Considering the period 2020 to 2025 (raw data extracted on 14/03/2025 at 11:38 am Brasilia).

## Required Python packages

- beautifulsoup4
- lxml
- pandas

## Importing the required libraries

In [1]:
from bs4 import BeautifulSoup
import pandas as pd

## Defining input variables

In [2]:
input_directory = 'indexes'
input_file = 'TED_7061_of_7061_20250314.html'

## Scraping the `TED Talks` URLs

### Scraping the input HTML file

In [3]:
with open(f'{input_directory}/{input_file}', 'r', encoding='utf8', newline='\n') as html_doc:
    soup = BeautifulSoup(html_doc, 'lxml')

In [4]:
# Find all 'a' tags with the class 'relative'
tedtalks_urls = soup.find_all('a', class_='relative')

In [5]:
# Extract the 'href' attribute of each link and store them in a list
tedtalks_urls_list = [tedtalks_url.get('href') for tedtalks_url in tedtalks_urls if tedtalks_url.get('href')]

### Exporting the data into a DataFrame

In [6]:
# Create a Pandas DataFrame from the list of links
df_tedtalks_urls1 = pd.DataFrame(tedtalks_urls_list, columns=['TED Talks URL'])
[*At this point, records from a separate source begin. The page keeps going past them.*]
//! Octocrab implementation of the pull request gateway.

use async_trait::async_trait;
use http::Uri;
use octocrab::{Octocrab, Page};
use url::Url;

use crate::github::error::{GatewayError, RateLimitInfo};
use crate::github::locator::{PersonalAccessToken, RepositoryLocator};
use crate::github::models::{ApiPullRequest, OPEN_STATE, PullRequest};
use crate::github::pagination::{MAX_PER_PAGE, PageRequest, PullRequestPage};

use super::client::build_octocrab_client;
use super::error_mapping::{is_rate_limit_error, map_octocrab_error};
use super::{ListPullRequestsParams, PullRequestGateway};

/// Octocrab-backed gateway.
pub struct OctocrabGateway {
    client: Octocrab,
}

impl OctocrabGateway {
    /// Creates a new gateway from an Octocrab client.
    #[must_use]
    pub const fn new(client: Octocrab) -> Self {
        Self { client }
    }

    /// Builds an Octocrab client for the given token, rooted at the API base
    /// of `locator`.
    ///
    /// # Errors
    ///
    /// Returns `GatewayError::InvalidUrl` when the base URI cannot be parsed
    /// or `GatewayError::Api` when Octocrab fails to construct a client.
    pub fn for_token(
        token: &PersonalAccessToken,
        locator: &RepositoryLocator,
    ) -> Result<Self, GatewayError> {
        let octocrab = build_octocrab_client(token, locator.api_base())?;
        Ok(Self::new(octocrab))
    }

    async fn fetch_page(
        &self,
        operation: &str,
        path: String,
        query: &[(&str, String)],
    ) -> Result<PullRequestPage, GatewayError> {
        let page: Page<ApiPullRequest> = match self.client.get(path, Some(&query)).await {
            Ok(page) => page,
            Err(error) => {
                return Err(self
                    .map_octocrab_error_with_rate_limit(operation, &error)
                    .await);
            }
        };

        let next_page = page.next.as_ref().map_or(0, next_page_number);
        let items = page.items.into_iter().map(PullRequest::from).collect();
        Ok(PullRequestPage::new(items, next_page))
    }

    async fn map_octocrab_error_with_rate_limit(
        &self,
        operation: &str,
        error: &octocrab::Error,
    ) -> GatewayError {
        match error {
            octocrab::Error::GitHub { source, .. } if is_rate_limit_error(source) => {
                let rate_limit = self.fetch_rate_limit_info().await;
                let base_message =
                    format!("{operation} failed: {message}", message = source.message);
                let message = match &rate_limit {
                    Some(info) => format!(
                        "{base_message} ({remaining}/{limit} requests left, resets at {reset})",
                        remaining = info.remaining(),
                        limit = info.limit(),
                        reset = info.reset_at()
                    ),
                    None => base_message,
                };

                GatewayError::RateLimitExceeded {
                    rate_limit,
                    message,
                }
            }
            _ => map_octocrab_error(operation, error),
        }
    }

    async fn fetch_rate_limit_info(&self) -> Option<RateLimitInfo> {
        let rate = self.client.ratelimit().get().await.ok()?.rate;
        let limit = u32::try_from(rate.limit).ok()?;
        let remaining = u32::try_from(rate.remaining).ok()?;
        Some(RateLimitInfo::new(limit, remaining, rate.reset))
    }
}

#[async_trait]
impl PullRequestGateway for OctocrabGateway {
    async fn list_pull_requests_for_commit(
        &self,
        locator: &RepositoryLocator,
        sha: &str,
        page: PageRequest,
    ) -> Result<PullRequestPage, GatewayError> {
        validate_page_request(page)?;

        let query = page_query(page);
        self.fetch_page(
            "list pulls for commit",
            locator.commit_pulls_path(sha)?,
            &query,
        )
        .await
    }

    async fn list_pull_requests(
        &self,
        locator: &RepositoryLocator,
        params: &ListPullRequestsParams,
    ) -> Result<PullRequestPage, GatewayError> {
        validate_page_request(params.page)?;

        let mut query = vec![("state", OPEN_STATE.to_owned())];
        if let Some(base) = &params.base {
            query.push(("base", base.clone()));
        }
        query.extend(page_query(params.page));

        self.fetch_page("list pulls", locator.pulls_path()?, &query)
            .await
    }
}

fn page_query(page: PageRequest) -> [(&'static str, String); 2] {
    [
        ("page", page.page().to_string()),
        ("per_page", page.per_page().to_string()),
    ]
}

fn validate_page_request(page: PageRequest) -> Result<(), GatewayError> {
    if page.page() == 0 {
        return Err(GatewayError::InvalidPagination {
            message: "page must be at least 1".to_owned(),
        });
    }

    if page.per_page() == 0 {
        return Err(GatewayError::InvalidPagination {
            message: "per_page must be at least 1".to_owned(),
        });
    }

    if page.per_page() > MAX_PER_PAGE {
        return Err(GatewayError::InvalidPagination {
            message: format!("per_page must not exceed {MAX_PER_PAGE}"),
        });
    }

    Ok(())
}

/// Reads the `page` query parameter from a `rel="next"` link.
///
/// Links without a usable page number end the listing.
fn next_page_number(next: &Uri) -> u32 {
    let Ok(url) = Url::parse(&next.to_string()) else {
        tracing::warn!("ignoring unparseable next page link: {next}");
        return 0;
    };

    url.query_pairs()
        .find(|(key, _)| key == "page")
        .and_then(|(_, value)| value.parse::<u32>().ok())
        .unwrap_or_else(|| {
            tracing::warn!("next page link carries no page number: {next}");
            0
        })
}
# Filter the DataFrame to keep only rows where 'TED Talks URL' contains 'https://www.ted.com/talks/'
df_tedtalks_urls1 = df_tedtalks_urls1[df_tedtalks_urls1['TED Talks URL'].str.contains('https://www.ted.com/talks/')]
df_tedtalks_urls1 = df_tedtalks_urls1.reset_index(drop=True)

In [7]:
# Append '/transcript?language=en' to each 'TED Talks URL'
df_tedtalks_urls1['TED Talks URL'] = df_tedtalks_urls1['TED Talks URL'] + '/transcript?language=en'

In [8]:
df_tedtalks_urls1

Unnamed: 0,TED Talks URL
0,https://www.ted.com/talks/nazzy_pakpour_this_i...
1,https://www.ted.com/talks/ryan_gilliam_a_concr...
2,https://www.ted.com/talks/sharon_zicherman_wha...
3,https://www.ted.com/talks/rachel_yang_how_gian...
4,https://www.ted.com/talks/leo_villareal_how_li...
...,...
7056,https://www.ted.com/talks/sir_ken_robinson_do_...
7057,https://www.ted.com/talks/majora_carter_greeni...
7058,https://www.ted.com/talks/david_pogue_simplici...
7059,https://www.ted.com/talks/al_gore_averting_the...


### Inspecting a few rows

In [9]:
df_tedtalks_urls1.loc[1000, 'TED Talks URL']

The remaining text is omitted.